Collected data entries
--------------------

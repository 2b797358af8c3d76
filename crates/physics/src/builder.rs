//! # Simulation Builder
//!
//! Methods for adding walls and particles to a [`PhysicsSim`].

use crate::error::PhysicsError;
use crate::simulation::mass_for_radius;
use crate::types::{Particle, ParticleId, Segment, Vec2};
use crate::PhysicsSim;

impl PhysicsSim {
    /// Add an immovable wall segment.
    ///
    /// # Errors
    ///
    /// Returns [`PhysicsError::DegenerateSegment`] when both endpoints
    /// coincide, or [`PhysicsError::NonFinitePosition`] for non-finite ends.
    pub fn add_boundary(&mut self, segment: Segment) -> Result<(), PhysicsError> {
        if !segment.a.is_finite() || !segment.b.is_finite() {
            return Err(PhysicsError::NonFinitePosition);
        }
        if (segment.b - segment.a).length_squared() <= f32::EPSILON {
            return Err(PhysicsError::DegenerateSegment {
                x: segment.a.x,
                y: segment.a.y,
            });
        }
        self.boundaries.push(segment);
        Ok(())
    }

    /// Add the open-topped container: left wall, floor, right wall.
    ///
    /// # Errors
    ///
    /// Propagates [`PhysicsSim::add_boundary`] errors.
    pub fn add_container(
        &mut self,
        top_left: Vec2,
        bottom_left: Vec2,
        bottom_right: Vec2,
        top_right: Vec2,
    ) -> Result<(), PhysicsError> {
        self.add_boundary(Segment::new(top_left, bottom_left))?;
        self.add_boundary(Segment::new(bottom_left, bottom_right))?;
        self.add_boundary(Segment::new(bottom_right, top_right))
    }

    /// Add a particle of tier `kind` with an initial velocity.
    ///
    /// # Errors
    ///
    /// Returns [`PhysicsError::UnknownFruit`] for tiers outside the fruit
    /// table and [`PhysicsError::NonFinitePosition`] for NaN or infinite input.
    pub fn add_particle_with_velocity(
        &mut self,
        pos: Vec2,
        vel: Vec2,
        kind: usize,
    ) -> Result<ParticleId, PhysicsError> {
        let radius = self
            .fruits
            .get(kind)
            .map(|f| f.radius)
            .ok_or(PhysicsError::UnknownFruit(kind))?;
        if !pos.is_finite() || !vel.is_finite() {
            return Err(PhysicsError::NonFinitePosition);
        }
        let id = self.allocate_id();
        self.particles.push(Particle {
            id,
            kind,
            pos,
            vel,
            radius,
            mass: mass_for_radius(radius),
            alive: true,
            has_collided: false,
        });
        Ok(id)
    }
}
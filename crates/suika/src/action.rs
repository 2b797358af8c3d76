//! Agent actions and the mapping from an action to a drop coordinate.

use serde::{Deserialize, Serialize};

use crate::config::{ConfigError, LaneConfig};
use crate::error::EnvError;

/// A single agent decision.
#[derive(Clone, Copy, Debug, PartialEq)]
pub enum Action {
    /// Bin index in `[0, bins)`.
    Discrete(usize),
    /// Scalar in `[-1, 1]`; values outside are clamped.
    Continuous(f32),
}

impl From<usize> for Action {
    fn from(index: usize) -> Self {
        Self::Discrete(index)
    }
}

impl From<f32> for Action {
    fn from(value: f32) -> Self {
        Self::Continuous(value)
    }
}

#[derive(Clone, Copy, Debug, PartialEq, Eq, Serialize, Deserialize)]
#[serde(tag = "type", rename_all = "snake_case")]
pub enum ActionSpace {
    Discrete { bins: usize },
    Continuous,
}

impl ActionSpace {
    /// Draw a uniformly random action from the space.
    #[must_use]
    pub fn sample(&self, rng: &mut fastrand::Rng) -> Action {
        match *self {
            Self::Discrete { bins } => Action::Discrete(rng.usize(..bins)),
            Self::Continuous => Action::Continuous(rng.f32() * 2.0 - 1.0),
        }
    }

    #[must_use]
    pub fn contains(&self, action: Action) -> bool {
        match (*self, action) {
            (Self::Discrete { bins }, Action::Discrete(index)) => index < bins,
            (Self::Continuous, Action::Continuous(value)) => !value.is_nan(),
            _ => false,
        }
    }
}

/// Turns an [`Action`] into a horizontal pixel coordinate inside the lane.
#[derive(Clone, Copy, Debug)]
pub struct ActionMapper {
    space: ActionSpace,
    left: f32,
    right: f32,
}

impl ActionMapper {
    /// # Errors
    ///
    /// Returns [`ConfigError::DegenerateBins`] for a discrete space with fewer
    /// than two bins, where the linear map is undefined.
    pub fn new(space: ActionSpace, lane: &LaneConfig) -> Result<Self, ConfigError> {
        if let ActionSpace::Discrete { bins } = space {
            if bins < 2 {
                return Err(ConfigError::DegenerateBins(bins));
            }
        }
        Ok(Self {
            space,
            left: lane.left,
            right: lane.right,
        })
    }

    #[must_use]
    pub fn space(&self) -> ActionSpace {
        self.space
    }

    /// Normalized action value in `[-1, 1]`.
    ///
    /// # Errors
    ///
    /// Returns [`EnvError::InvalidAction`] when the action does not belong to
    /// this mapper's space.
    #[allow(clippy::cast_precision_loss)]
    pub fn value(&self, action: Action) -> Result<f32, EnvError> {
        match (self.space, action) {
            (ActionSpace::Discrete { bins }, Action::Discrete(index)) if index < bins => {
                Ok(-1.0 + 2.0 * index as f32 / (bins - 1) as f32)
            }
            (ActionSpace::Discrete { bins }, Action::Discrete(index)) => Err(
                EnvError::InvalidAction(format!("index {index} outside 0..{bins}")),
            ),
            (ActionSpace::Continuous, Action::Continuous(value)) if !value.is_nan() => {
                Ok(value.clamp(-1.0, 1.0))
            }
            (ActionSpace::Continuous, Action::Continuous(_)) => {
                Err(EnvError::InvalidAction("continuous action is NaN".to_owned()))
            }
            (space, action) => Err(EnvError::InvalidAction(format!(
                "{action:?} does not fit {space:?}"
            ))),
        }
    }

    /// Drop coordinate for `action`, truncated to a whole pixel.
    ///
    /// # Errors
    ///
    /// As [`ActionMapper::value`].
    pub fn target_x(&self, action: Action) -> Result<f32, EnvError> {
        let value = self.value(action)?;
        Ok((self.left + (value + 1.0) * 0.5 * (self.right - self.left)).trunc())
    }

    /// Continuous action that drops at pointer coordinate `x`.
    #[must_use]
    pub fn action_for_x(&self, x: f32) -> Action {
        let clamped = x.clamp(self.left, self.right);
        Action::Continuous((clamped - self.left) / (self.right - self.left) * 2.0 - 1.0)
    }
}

--------------------

WHAT THIS TASK INVOLVES
Set out the entries once more, word for word.

RESULT FOR THIS TASK
repository 2b797358af8c3d76
filename crates/physics/src/builder.rs
//! # Simulation Builder
//!
//! Methods for adding walls and particles to a [`PhysicsSim`].

use crate::error::PhysicsError;
use crate::simulation::mass_for_radius;
use crate::types::{Particle, ParticleId, Segment, Vec2};
use crate::PhysicsSim;

impl PhysicsSim {
    /// Add an immovable wall segment.
    ///
    /// # Errors
    ///
    /// Returns [`PhysicsError::DegenerateSegment`] when both endpoints
    /// coincide, or [`PhysicsError::NonFinitePosition`] for non-finite ends.
    pub fn add_boundary(&mut self, segment: Segment) -> Result<(), PhysicsError> {
        if !segment.a.is_finite() || !segment.b.is_finite() {
            return Err(PhysicsError::NonFinitePosition);
        }
        if (segment.b - segment.a).length_squared() <= f32::EPSILON {
            return Err(PhysicsError::DegenerateSegment {
                x: segment.a.x,
                y: segment.a.y,
            });
        }
        self.boundaries.push(segment);
        Ok(())
    }

    /// Add the open-topped container: left wall, floor, right wall.
    ///
    /// # Errors
    ///
    /// Propagates [`PhysicsSim::add_boundary`] errors.
    pub fn add_container(
        &mut self,
        top_left: Vec2,
        bottom_left: Vec2,
        bottom_right: Vec2,
        top_right: Vec2,
    ) -> Result<(), PhysicsError> {
        self.add_boundary(Segment::new(top_left, bottom_left))?;
        self.add_boundary(Segment::new(bottom_left, bottom_right))?;
        self.add_boundary(Segment::new(bottom_right, top_right))
    }

    /// Add a particle of tier `kind` with an initial velocity.
    ///
    /// # Errors
    ///
    /// Returns [`PhysicsError::UnknownFruit`] for tiers outside the fruit
    /// table and [`PhysicsError::NonFinitePosition`] for NaN or infinite input.
    pub fn add_particle_with_velocity(
        &mut self,
        pos: Vec2,
        vel: Vec2,
        kind: usize,
    ) -> Result<ParticleId, PhysicsError> {
        let radius = self
            .fruits
            .get(kind)
            .map(|f| f.radius)
            .ok_or(PhysicsError::UnknownFruit(kind))?;
        if !pos.is_finite() || !vel.is_finite() {
            return Err(PhysicsError::NonFinitePosition);
        }
        let id = self.allocate_id();
        self.particles.push(Particle {
            id,
            kind,
            pos,
            vel,
            radius,
            mass: mass_for_radius(radius),
            alive: true,
            has_collided: false,
        });
        Ok(id)
    }
}
filename crates/suika/src/action.rs
repository 2b797358af8c3d76
//! Agent actions and the mapping from an action to a drop coordinate.

use serde::{Deserialize, Serialize};

use crate::config::{ConfigError, LaneConfig};
use crate::error::EnvError;

/// A single agent decision.
#[derive(Clone, Copy, Debug, PartialEq)]
pub enum Action {
    /// Bin index in `[0, bins)`.
    Discrete(usize),
    /// Scalar in `[-1, 1]`; values outside are clamped.
    Continuous(f32),
}

impl From<usize> for Action {
    fn from(index: usize) -> Self {
        Self::Discrete(index)
    }
}

impl From<f32> for Action {
    fn from(value: f32) -> Self {
        Self::Continuous(value)
    }
}

#[derive(Clone, Copy, Debug, PartialEq, Eq, Serialize, Deserialize)]
#[serde(tag = "type", rename_all = "snake_case")]
pub enum ActionSpace {
    Discrete { bins: usize },
    Continuous,
}

impl ActionSpace {
    /// Draw a uniformly random action from the space.
    #[must_use]
    pub fn sample(&self, rng: &mut fastrand::Rng) -> Action {
        match *self {
            Self::Discrete { bins } => Action::Discrete(rng.usize(..bins)),
            Self::Continuous => Action::Continuous(rng.f32() * 2.0 - 1.0),
        }
    }

    #[must_use]
    pub fn contains(&self, action: Action) -> bool {
        match (*self, action) {
            (Self::Discrete { bins }, Action::Discrete(index)) => index < bins,
            (Self::Continuous, Action::Continuous(value)) => !value.is_nan(),
            _ => false,
        }
    }
}

/// Turns an [`Action`] into a horizontal pixel coordinate inside the lane.
#[derive(Clone, Copy, Debug)]
pub struct ActionMapper {
    space: ActionSpace,
    left: f32,
    right: f32,
}

impl ActionMapper {
    /// # Errors
    ///
    /// Returns [`ConfigError::DegenerateBins`] for a discrete space with fewer
    /// than two bins, where the linear map is undefined.
    pub fn new(space: ActionSpace, lane: &LaneConfig) -> Result<Self, ConfigError> {
        if let ActionSpace::Discrete { bins } = space {
            if bins < 2 {
                return Err(ConfigError::DegenerateBins(bins));
            }
        }
        Ok(Self {
            space,
            left: lane.left,
            right: lane.right,
        })
    }

    #[must_use]
    pub fn space(&self) -> ActionSpace {
        self.space
    }

    /// Normalized action value in `[-1, 1]`.
    ///
    /// # Errors
    ///
    /// Returns [`EnvError::InvalidAction`] when the action does not belong to
    /// this mapper's space.
    #[allow(clippy::cast_precision_loss)]
    pub fn value(&self, action: Action) -> Result<f32, EnvError> {
        match (self.space, action) {
            (ActionSpace::Discrete { bins }, Action::Discrete(index)) if index < bins => {
                Ok(-1.0 + 2.0 * index as f32 / (bins - 1) as f32)
            }
            (ActionSpace::Discrete { bins }, Action::Discrete(index)) => Err(
                EnvError::InvalidAction(format!("index {index} outside 0..{bins}")),
            ),
            (ActionSpace::Continuous, Action::Continuous(value)) if !value.is_nan() => {
                Ok(value.clamp(-1.0, 1.0))
            }
            (ActionSpace::Continuous, Action::Continuous(_)) => {
                Err(EnvError::InvalidAction("continuous action is NaN".to_owned()))
            }
            (space, action) => Err(EnvError::InvalidAction(format!(
                "{action:?} does not fit {space:?}"
            ))),
        }
    }

    /// Drop coordinate for `action`, truncated to a whole pixel.
    ///
    /// # Errors
    ///
    /// As [`ActionMapper::value`].
    pub fn target_x(&self, action: Action) -> Result<f32, EnvError> {
        let value = self.value(action)?;
        Ok((self.left + (value + 1.0) * 0.5 * (self.right - self.left)).trunc())
    }

    /// Continuous action that drops at pointer coordinate `x`.
    #[must_use]
    pub fn action_for_x(&self, x: f32) -> Action {
        let clamped = x.clamp(self.left, self.right);
        Action::Continuous((clamped - self.left) / (self.right - self.left) * 2.0 - 1.0)
    }
}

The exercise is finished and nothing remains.